use std::path::{Path, PathBuf};

use anyhow::Result;
use comfy_table::Table;
use tracing::debug;

use sdtm_cli::export::{ExportRequest, OutputFormat, run_export};
use sdtm_cli::types::ExportResult;
use sdtm_core::ChildOrdering;
use sdtm_report::{CsvOptions, DatasetJsonOptions};
use sdtm_standards::StandardDomain;

use crate::cli::{ChildOrderArg, ExportArgs, OutputFormatArg};
use crate::summary::apply_table_style;

pub fn run_domains() -> Result<()> {
    let mut table = Table::new();
    table.set_header(vec!["Domain", "Description", "Path"]);
    apply_table_style(&mut table);
    for domain in StandardDomain::ALL {
        table.add_row(vec![
            domain.code().to_string(),
            domain.label().to_string(),
            domain.path().join(" > "),
        ]);
    }
    println!("{table}");
    Ok(())
}

pub fn run_export_command(args: &ExportArgs) -> Result<ExportResult> {
    let request = build_request(args)?;
    debug!(?request, "export request");
    run_export(&request)
}

fn build_request(args: &ExportArgs) -> Result<ExportRequest> {
    let domain: StandardDomain = args.domain.parse()?;
    let output_dir = args
        .output_dir
        .clone()
        .unwrap_or_else(|| default_output_dir(&args.graph));

    let mut request = ExportRequest::new(domain, &args.graph, output_dir);
    request.formats = format_outputs(args.format);
    request.child_ordering = match args.child_order {
        ChildOrderArg::Store => ChildOrdering::Store,
        ChildOrderArg::Identity => ChildOrdering::ByIdentity,
    };
    request.csv = CsvOptions {
        disclaimer: args.disclaimer.clone(),
        transpose: args.transpose,
    };
    request.json = DatasetJsonOptions {
        study_oid: args.study_oid.clone(),
        pretty: args.pretty,
        ..DatasetJsonOptions::default()
    };
    Ok(request)
}

fn default_output_dir(graph: &Path) -> PathBuf {
    match graph.parent() {
        Some(parent) if !parent.as_os_str().is_empty() => parent.join("output"),
        _ => PathBuf::from("output"),
    }
}

fn format_outputs(format: OutputFormatArg) -> Vec<OutputFormat> {
    match format {
        OutputFormatArg::Csv => vec![OutputFormat::Csv],
        OutputFormatArg::Json => vec![OutputFormat::Json],
        OutputFormatArg::Both => vec![OutputFormat::Csv, OutputFormat::Json],
    }
}

#[cfg(test)]
mod tests {
    use super::*;

    #[test]
    fn output_dir_defaults_next_to_graph() {
        assert_eq!(
            default_output_dir(Path::new("data/study.json")),
            PathBuf::from("data/output")
        );
        assert_eq!(
            default_output_dir(Path::new("study.json")),
            PathBuf::from("output")
        );
    }

    #[test]
    fn both_formats_write_csv_first() {
        assert_eq!(
            format_outputs(OutputFormatArg::Both),
            vec![OutputFormat::Csv, OutputFormat::Json]
        );
    }
}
---
◆ INSTRUCTIONS TO FOLLOW: When a line in the listing has the string "PathBuf" in it, return that line.

◆ YOUR SOLUTION:
use std::path::{Path, PathBuf};
fn default_output_dir(graph: &Path) -> PathBuf {
        _ => PathBuf::from("output"),
            PathBuf::from("data/output")
            PathBuf::from("output")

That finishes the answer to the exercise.